Learning Goal: Master PostgreSQL index creation and use EXPLAIN ANALYZE to measure performance improvements.
Create a B-tree index on PostgreSQL and measure the performance improvement using EXPLAIN ANALYZE. Focus on optimizing book title searches.
💡 Tip: For comprehensive PostgreSQL performance theory, see Reference/Database-Theory/PostgreSQL-Performance-Theory.mdx
Use Docker to create a PostgreSQL database with sample data:
# Create and start PostgreSQL container
docker run -d \
--name bookstore-db \
-e POSTGRES_DB=bookstore \
-e POSTGRES_USER=admin \
-e POSTGRES_PASSWORD=password123 \
-p 5432:5432 \
postgres:15
# Connect to PostgreSQL
docker exec -it bookstore-db psql -U admin -d bookstore
Create the books table with sample data:
-- Create books table
CREATE TABLE books (
id SERIAL PRIMARY KEY,
title VARCHAR(255) NOT NULL,
author VARCHAR(255),
genre VARCHAR(100),
publication_year INTEGER,
price DECIMAL(10,2),
isbn VARCHAR(20),
page_count INTEGER
);
-- Insert 100,000 sample books
INSERT INTO books (title, author, genre, publication_year, price, isbn, page_count)
SELECT
'Book Title ' || i,
'Author ' || (i % 1000 + 1),
CASE (i % 5)
WHEN 0 THEN 'Fiction'
WHEN 1 THEN 'Science'
WHEN 2 THEN 'History'
WHEN 3 THEN 'Biography'
ELSE 'Mystery'
END,
1950 + (i % 70),
9.99 + (i % 50),
'978-' || LPAD(i::text, 10, '0'),
100 + (i % 500)
FROM generate_series(1, 100000) i;
-- Verify data
SELECT COUNT(*) FROM books;
SELECT * FROM books LIMIT 5;
Test book title search performance before creating indexes:
-- Enable timing to measure query duration
\timing on
-- Test query performance without index (this will be slow)
SELECT * FROM books WHERE title = 'Book Title 50000';
-- Use EXPLAIN ANALYZE to analyze query execution
EXPLAIN ANALYZE SELECT * FROM books WHERE title = 'Book Title 50000';
Expected Results (No Index):
Seq Scan on books
Example EXPLAIN output:
Seq Scan on books (cost=0.00..2542.00 rows=1 width=87) (actual time=45.234..89.567 rows=1 loops=1)
Filter: ((title)::text = 'Book Title 50000'::text)
Rows Removed by Filter: 99999
Planning Time: 0.123 ms
Execution Time: 89.590 ms
Create a B-tree index on the title column:
-- Create B-tree index on title column
CREATE INDEX idx_books_title ON books(title);
-- Show all indexes on books table
\d+ books
-- Check index details
SELECT
indexname,
indexdef
FROM pg_indexes
WHERE tablename = 'books';
The B-tree index creates a sorted data structure that allows fast lookups.

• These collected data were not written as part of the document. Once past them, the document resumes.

//! Commonly used imports for convenience.
//!
//! # Example
//!
//! ```
//! use ligo_sim::prelude::*;
//!
//! let motif = SeedMotif::new("m1", "AS/G").with_gap(1, 2);
//! assert!(motif.validate(SequenceType::AminoAcid).is_ok());
//! ```

pub use crate::base::{Chain, Receptor, ReceptorSequence, RegionType, SequenceType, NO_SIGNAL};
pub use crate::errors::{self, ConfigError, GenerationError, SimulationError, StorageError};
pub use crate::generative::{GenerativeModel, GenerativeModelConfig, ModelCache, ModelRegistry};
pub use crate::implants::{SeedMotif, Signal, SignalAnnotator, SignalImplanting};
pub use crate::simulation::{
    LigoConfig, LigoImplanter, SignalTarget, SimConfig, SimConfigItem, Simulation,
    SimulationOutput, SimulationParams, SimulationStrategyKind,
};
pub use crate::storage::{Repertoire, RepertoireStore};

Test the same query with the new index:
-- Test query performance WITH index
EXPLAIN ANALYZE SELECT * FROM books WHERE title = 'Book Title 50000';
-- Test multiple queries to see consistent performance
SELECT * FROM books WHERE title = 'Book Title 10000';
SELECT * FROM books WHERE title = 'Book Title 75000';
SELECT * FROM books WHERE title = 'Book Title 99999';
Expected Results (With Index):
Index Scan using idx_books_title
Example EXPLAIN output:
Index Scan using idx_books_title on books (cost=0.29..8.31 rows=1 width=87) (actual time=0.045..0.047 rows=1 loops=1)
Index Cond: ((title)::text = 'Book Title 50000'::text)
Planning Time: 0.234 ms
Execution Time: 0.078 ms
Test how the index performs with different query types:
-- 1. Exact match (uses index efficiently)

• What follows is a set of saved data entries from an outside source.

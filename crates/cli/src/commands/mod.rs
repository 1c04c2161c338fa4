pub mod export;
pub mod feasibility;
pub mod init;
pub mod inspect;
pub mod simulate;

EXPLAIN ANALYZE SELECT * FROM books WHERE title = 'Book Title 25000';
-- 2. Pattern matching with LIKE (may not use index)

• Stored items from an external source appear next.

//! Low-level database operations and schema management.

use crate::errors::StorageError;
use rusqlite::{params, Connection, OptionalExtension, Transaction};
use std::path::Path;
use std::time::Duration;

/// How long a connection waits for a lock held by another item's writer.
const BUSY_TIMEOUT: Duration = Duration::from_secs(60);

/// Database connection wrapper with schema management.
#[derive(Debug)]
pub struct Database {
    conn: Connection,
    db_path: String,
}

impl Database {
    /// Open (or create) a database at the specified path.
    pub fn open(path: impl AsRef<Path>) -> Result<Self, StorageError> {
        let path_str = path.as_ref().to_string_lossy().to_string();
        let conn =
            Connection::open(&path_str).map_err(|e| StorageError::Connection(e.to_string()))?;
        conn.busy_timeout(BUSY_TIMEOUT)
            .map_err(|e| StorageError::Connection(e.to_string()))?;

        // Repertoires are written in bulk, one transaction each
        conn.execute_batch(
            "PRAGMA synchronous = NORMAL;
             PRAGMA journal_mode = WAL;
             PRAGMA temp_store = MEMORY;
             PRAGMA cache_size = -64000;",
        )
        .map_err(|e| StorageError::Initialization(e.to_string()))?;

        let mut db = Self {
            conn,
            db_path: path_str,
        };

        db.initialize_schema()?;
        Ok(db)
    }

    fn initialize_schema(&mut self) -> Result<(), StorageError> {
        self.conn
            .execute_batch(
                "CREATE TABLE IF NOT EXISTS metadata (
                    key TEXT PRIMARY KEY,
                    value TEXT NOT NULL
                );

                -- One row per repertoire; labels are a JSON object
                CREATE TABLE IF NOT EXISTS repertoires (
                    repertoire_id TEXT PRIMARY KEY,
                    item_name TEXT NOT NULL,
                    subject_id TEXT NOT NULL,
                    element_count INTEGER NOT NULL,
                    labels TEXT NOT NULL,
                    created_at INTEGER NOT NULL
                );

                -- Column data, bincode encoded
                CREATE TABLE IF NOT EXISTS repertoire_columns (
                    repertoire_id TEXT NOT NULL,
                    name TEXT NOT NULL,
                    kind TEXT NOT NULL,
                    data BLOB NOT NULL,
                    PRIMARY KEY (repertoire_id, name)
                );

                CREATE INDEX IF NOT EXISTS idx_repertoires_item ON repertoires(item_name);",
            )
            .map_err(|e| StorageError::Initialization(e.to_string()))?;

        Ok(())
    }

    /// Begin a transaction for batched operations.
    pub fn transaction(&mut self) -> Result<Transaction<'_>, StorageError> {
        self.conn
            .transaction()
            .map_err(|e| StorageError::Transaction(e.to_string()))
    }

    pub fn connection(&self) -> &Connection {
        &self.conn
    }

    pub fn path(&self) -> &str {
        &self.db_path
    }

    /// Insert or replace a metadata entry.
    pub fn set_metadata(&self, key: &str, value: &str) -> Result<(), StorageError> {
        self.conn
            .execute(
                "INSERT OR REPLACE INTO metadata (key, value) VALUES (?1, ?2)",
                params![key, value],
            )
            .map_err(|e| StorageError::Insert(e.to_string()))?;
        Ok(())
    }

    pub fn metadata(&self, key: &str) -> Result<Option<String>, StorageError> {
        Ok(self
            .conn
            .query_row("SELECT value FROM metadata WHERE key = ?1", params![key], |row| {
                row.get(0)
            })
            .optional()?)
    }

    /// Close the database and clean up WAL files.
    pub fn close(self) -> Result<(), StorageError> {
        if let Err(e) = self.conn.execute_batch(
            "PRAGMA wal_checkpoint(TRUNCATE);
             PRAGMA journal_mode = DELETE;",
        ) {
            log::warn!("Failed to checkpoint/truncate WAL: {e}");
        }

        self.conn
            .close()
            .map_err(|(_conn, e)| StorageError::Close(e.to_string()))?;

        for suffix in &["-wal", "-shm"] {
            let fname = format!("{}{}", self.db_path, suffix);
            if let Err(e) = std::fs::remove_file(&fname) {
                if e.kind() != std::io::ErrorKind::NotFound {
                    log::warn!("Failed to remove {fname}: {e}");
                }
            }
        }

        Ok(())
    }

    /// Get database statistics.
    pub fn stats(&self) -> Result<DatabaseStats, StorageError> {
        let mut stmt = self
            .conn
            .prepare("SELECT name FROM sqlite_master WHERE type='table' ORDER BY name")?;
        let tables = stmt
            .query_map([], |row| row.get::<_, String>(0))?
            .collect::<Result<Vec<_>, _>>()?;

        let repertoires: i64 = self
            .conn
            .query_row("SELECT COUNT(*) FROM repertoires", [], |row| row.get(0))?;
        let sequences: i64 = self.conn.query_row(
            "SELECT COALESCE(SUM(element_count), 0) FROM repertoires",
            [],
            |row| row.get(0),
        )?;

        Ok(DatabaseStats {
            repertoires: repertoires as usize,
            sequences: sequences as usize,
            tables,
        })
    }
}

/// Database statistics.
#[derive(Debug, Clone)]
pub struct DatabaseStats {
    pub repertoires: usize,
    pub sequences: usize,
    pub tables: Vec<String>,
}

#[cfg(test)]
mod tests {
    use super::*;
    use tempfile::tempdir;

    #[test]
    fn test_schema_initialization() {
        let dir = tempdir().unwrap();
        let path = dir.path().join("store.sqlite");

        let db = Database::open(&path).expect("Failed to create database");
        let stats = db.stats().expect("Failed to get stats");

        assert!(stats.tables.contains(&"metadata".to_string()));
        assert!(stats.tables.contains(&"repertoires".to_string()));
        assert!(stats.tables.contains(&"repertoire_columns".to_string()));
        assert_eq!(stats.repertoires, 0);

        db.close().expect("Failed to close database");
        assert!(path.exists());
        assert!(!dir.path().join("store.sqlite-wal").exists());
    }

    #[test]
    fn test_metadata_roundtrip() {
        let dir = tempdir().unwrap();
        let db = Database::open(dir.path().join("meta.sqlite")).unwrap();
        assert_eq!(db.metadata("config").unwrap(), None);
        db.set_metadata("config", "{}").unwrap();
        db.set_metadata("config", "{\"a\": 1}").unwrap();
        assert_eq!(db.metadata("config").unwrap().as_deref(), Some("{\"a\": 1}"));
        db.close().unwrap();
    }

    #[test]
    fn test_uncommitted_transaction_rolls_back() {
        let dir = tempdir().unwrap();
        let mut db = Database::open(dir.path().join("tx.sqlite")).unwrap();
        {
            let tx = db.transaction().unwrap();
            tx.execute(
                "INSERT INTO metadata (key, value) VALUES ('k', 'v')",
                [],
            )
            .unwrap();
        }
        assert_eq!(db.metadata("k").unwrap(), None);
        db.close().unwrap();
    }
}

EXPLAIN ANALYZE SELECT * FROM books WHERE title LIKE 'Book Title 250%';
-- 3. ILIKE case-insensitive search (likely won't use index)
EXPLAIN ANALYZE SELECT * FROM books WHERE title ILIKE 'book title 25000';
-- 4. Range query on indexed column
EXPLAIN ANALYZE SELECT * FROM books WHERE title >= 'Book Title 5' AND title <= 'Book Title 6';
-- 5. Query on non-indexed column (still uses sequential scan)
EXPLAIN ANALYZE SELECT * FROM books WHERE author = 'Author 500';
Notice which queries benefit from the index and which still require sequential scans.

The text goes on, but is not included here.